▸ **What is being asked**
Retype all of the lines below with no changes.

### Data records ###

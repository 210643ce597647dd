use axum::{
    Json, Router,
    extract::{Extension, Multipart, Path, State},
    http::StatusCode,
    middleware,
    routing::{delete, get, post, put},
};
use serde::Serialize;
use tracing::instrument;

use super::{
    error::{ErrorResponse, catalog_error, submit_error},
    session::{AdminContext, require_admin},
};
use crate::{
    AppState,
    catalog::{Project, ProjectRepository},
    draft::{AttachedFile, ProjectDraft},
    manager::ContentManager,
};

pub fn router(state: AppState) -> Router<AppState> {
    let admin = Router::new()
        .route("/projects", post(create_project))
        .route("/projects/{id}", put(update_project))
        .route("/projects/{id}", delete(delete_project))
        .layer(middleware::from_fn_with_state(state, require_admin));

    Router::new()
        .route("/projects", get(list_projects))
        .merge(admin)
}

#[derive(Debug, Serialize)]
pub struct ListProjectsResponse {
    pub projects: Vec<Project>,
}

#[derive(Debug, Serialize)]
pub struct SubmitResponse {
    pub id: String,
}

#[instrument(name = "projects.list", skip_all)]
async fn list_projects(
    State(state): State<AppState>,
) -> Result<Json<ListProjectsResponse>, ErrorResponse> {
    let projects = ProjectRepository::list(state.store())
        .await
        .map_err(|error| catalog_error(error, "failed to list projects"))?;

    Ok(Json(ListProjectsResponse { projects }))
}

#[instrument(name = "projects.create", skip_all, fields(admin = %ctx.email))]
async fn create_project(
    State(state): State<AppState>,
    Extension(ctx): Extension<AdminContext>,
    multipart: Multipart,
) -> Result<Json<SubmitResponse>, ErrorResponse> {
    let manager = require_manager(&state)?;

    let mut draft = manager.new_draft();
    read_draft_parts(&mut draft, manager, multipart).await?;

    let id = manager.submit(&mut draft).await.map_err(submit_error)?;
    Ok(Json(SubmitResponse { id }))
}

#[instrument(name = "projects.update", skip_all, fields(project_id = %id, admin = %ctx.email))]
async fn update_project(
    State(state): State<AppState>,
    Extension(ctx): Extension<AdminContext>,
    Path(id): Path<String>,
    multipart: Multipart,
) -> Result<Json<SubmitResponse>, ErrorResponse> {
    let manager = require_manager(&state)?;

    let mut draft = manager.new_draft();
    draft.id = Some(id);
    read_draft_parts(&mut draft, manager, multipart).await?;

    let id = manager.submit(&mut draft).await.map_err(submit_error)?;
    Ok(Json(SubmitResponse { id }))
}

#[instrument(name = "projects.delete", skip_all, fields(project_id = %id, admin = %ctx.email))]
async fn delete_project(
    State(state): State<AppState>,
    Extension(ctx): Extension<AdminContext>,
    Path(id): Path<String>,
) -> Result<StatusCode, ErrorResponse> {
    let manager = require_manager(&state)?;

    manager
        .delete(&id)
        .await
        .map_err(|error| catalog_error(error, "failed to delete project"))?;

    Ok(StatusCode::NO_CONTENT)
}

fn require_manager(state: &AppState) -> Result<&ContentManager, ErrorResponse> {
    state.manager().ok_or_else(|| {
        ErrorResponse::new(
            StatusCode::SERVICE_UNAVAILABLE,
            "media host not configured",
        )
    })
}

/// Builds the draft from multipart parts in arrival order. Text fields set
/// the record fields; `existing_image` parts carry already-durable URLs (an
/// edit's untouched gallery); `image` parts are fresh payloads to upload.
async fn read_draft_parts(
    draft: &mut ProjectDraft,
    manager: &ContentManager,
    mut multipart: Multipart,
) -> Result<(), ErrorResponse> {
    let bad_request =
        |message: &str| ErrorResponse::new(StatusCode::BAD_REQUEST, message.to_string());

    while let Some(field) = multipart
        .next_field()
        .await
        .map_err(|_| bad_request("malformed multipart payload"))?
    {
        match field.name().unwrap_or_default() {
            "name" => {
                let value = field
                    .text()
                    .await
                    .map_err(|_| bad_request("invalid name field"))?;
                draft.set_name(value);
            }
            "description" => {
                let value = field
                    .text()
                    .await
                    .map_err(|_| bad_request("invalid description field"))?;
                draft.set_description(value);
            }
            "category" => {
                let value = field
                    .text()
                    .await
                    .map_err(|_| bad_request("invalid category field"))?;
                draft.set_category(value);
            }
            "existing_image" => {
                let url = field
                    .text()
                    .await
                    .map_err(|_| bad_request("invalid existing_image field"))?;
                draft.attach_uploaded(url);
            }
            "image" => {
                let name = field.file_name().unwrap_or("image").to_string();
                let content_type = field.content_type().map(str::to_string);
                let bytes = field
                    .bytes()
                    .await
                    .map_err(|_| bad_request("failed to read image payload"))?;

                draft.attach_images(
                    vec![AttachedFile {
                        name,
                        content_type,
                        bytes: bytes.to_vec(),
                    }],
                    manager.previews(),
                );
            }
            other => {
                tracing::debug!(field = %other, "ignoring unknown multipart field");
            }
        }
    }

    Ok(())
}
pub mod error;
pub mod projects;
pub mod session;
pub mod testimonials;

use axum::Router;

use crate::AppState;

pub fn router(state: AppState) -> Router<AppState> {
    Router::new()
        .merge(session::router())
        .merge(projects::router(state))
        .merge(testimonials::router())
}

###

▸ **Completed exercise**
repository 210643ce597647dd
use axum::{
    Json, Router,
    extract::{Extension, Multipart, Path, State},
    http::StatusCode,
    middleware,
    routing::{delete, get, post, put},
};
use serde::Serialize;
use tracing::instrument;

use super::{
    error::{ErrorResponse, catalog_error, submit_error},
    session::{AdminContext, require_admin},
};
use crate::{
    AppState,
    catalog::{Project, ProjectRepository},
    draft::{AttachedFile, ProjectDraft},
    manager::ContentManager,
};

pub fn router(state: AppState) -> Router<AppState> {
    let admin = Router::new()
        .route("/projects", post(create_project))
        .route("/projects/{id}", put(update_project))
        .route("/projects/{id}", delete(delete_project))
        .layer(middleware::from_fn_with_state(state, require_admin));

    Router::new()
        .route("/projects", get(list_projects))
        .merge(admin)
}

#[derive(Debug, Serialize)]
pub struct ListProjectsResponse {
    pub projects: Vec<Project>,
}

#[derive(Debug, Serialize)]
pub struct SubmitResponse {
    pub id: String,
}

#[instrument(name = "projects.list", skip_all)]
async fn list_projects(
    State(state): State<AppState>,
) -> Result<Json<ListProjectsResponse>, ErrorResponse> {
    let projects = ProjectRepository::list(state.store())
        .await
        .map_err(|error| catalog_error(error, "failed to list projects"))?;

    Ok(Json(ListProjectsResponse { projects }))
}

#[instrument(name = "projects.create", skip_all, fields(admin = %ctx.email))]
async fn create_project(
    State(state): State<AppState>,
    Extension(ctx): Extension<AdminContext>,
    multipart: Multipart,
) -> Result<Json<SubmitResponse>, ErrorResponse> {
    let manager = require_manager(&state)?;

    let mut draft = manager.new_draft();
    read_draft_parts(&mut draft, manager, multipart).await?;

    let id = manager.submit(&mut draft).await.map_err(submit_error)?;
    Ok(Json(SubmitResponse { id }))
}

#[instrument(name = "projects.update", skip_all, fields(project_id = %id, admin = %ctx.email))]
async fn update_project(
    State(state): State<AppState>,
    Extension(ctx): Extension<AdminContext>,
    Path(id): Path<String>,
    multipart: Multipart,
) -> Result<Json<SubmitResponse>, ErrorResponse> {
    let manager = require_manager(&state)?;

    let mut draft = manager.new_draft();
    draft.id = Some(id);
    read_draft_parts(&mut draft, manager, multipart).await?;

    let id = manager.submit(&mut draft).await.map_err(submit_error)?;
    Ok(Json(SubmitResponse { id }))
}

#[instrument(name = "projects.delete", skip_all, fields(project_id = %id, admin = %ctx.email))]
async fn delete_project(
    State(state): State<AppState>,
    Extension(ctx): Extension<AdminContext>,
    Path(id): Path<String>,
) -> Result<StatusCode, ErrorResponse> {
    let manager = require_manager(&state)?;

    manager
        .delete(&id)
        .await
        .map_err(|error| catalog_error(error, "failed to delete project"))?;

    Ok(StatusCode::NO_CONTENT)
}

fn require_manager(state: &AppState) -> Result<&ContentManager, ErrorResponse> {
    state.manager().ok_or_else(|| {
        ErrorResponse::new(
            StatusCode::SERVICE_UNAVAILABLE,
            "media host not configured",
        )
    })
}

/// Builds the draft from multipart parts in arrival order. Text fields set
/// the record fields; `existing_image` parts carry already-durable URLs (an
/// edit's untouched gallery); `image` parts are fresh payloads to upload.
async fn read_draft_parts(
    draft: &mut ProjectDraft,
    manager: &ContentManager,
    mut multipart: Multipart,
) -> Result<(), ErrorResponse> {
    let bad_request =
        |message: &str| ErrorResponse::new(StatusCode::BAD_REQUEST, message.to_string());

    while let Some(field) = multipart
        .next_field()
        .await
        .map_err(|_| bad_request("malformed multipart payload"))?
    {
        match field.name().unwrap_or_default() {
            "name" => {
                let value = field
                    .text()
                    .await
                    .map_err(|_| bad_request("invalid name field"))?;
                draft.set_name(value);
            }
            "description" => {
                let value = field
                    .text()
                    .await
                    .map_err(|_| bad_request("invalid description field"))?;
                draft.set_description(value);
            }
            "category" => {
                let value = field
                    .text()
                    .await
                    .map_err(|_| bad_request("invalid category field"))?;
                draft.set_category(value);
            }
            "existing_image" => {
                let url = field
                    .text()
                    .await
                    .map_err(|_| bad_request("invalid existing_image field"))?;
                draft.attach_uploaded(url);
            }
            "image" => {
                let name = field.file_name().unwrap_or("image").to_string();
                let content_type = field.content_type().map(str::to_string);
                let bytes = field
                    .bytes()
                    .await
                    .map_err(|_| bad_request("failed to read image payload"))?;

                draft.attach_images(
                    vec![AttachedFile {
                        name,
                        content_type,
                        bytes: bytes.to_vec(),
                    }],
                    manager.previews(),
                );
            }
            other => {
                tracing::debug!(field = %other, "ignoring unknown multipart field");
            }
        }
    }

    Ok(())
}
pub mod error;
pub mod projects;
pub mod session;
pub mod testimonials;

use axum::Router;

use crate::AppState;

pub fn router(state: AppState) -> Router<AppState> {
    Router::new()
        .merge(session::router())
        .merge(projects::router(state))
        .merge(testimonials::router())
}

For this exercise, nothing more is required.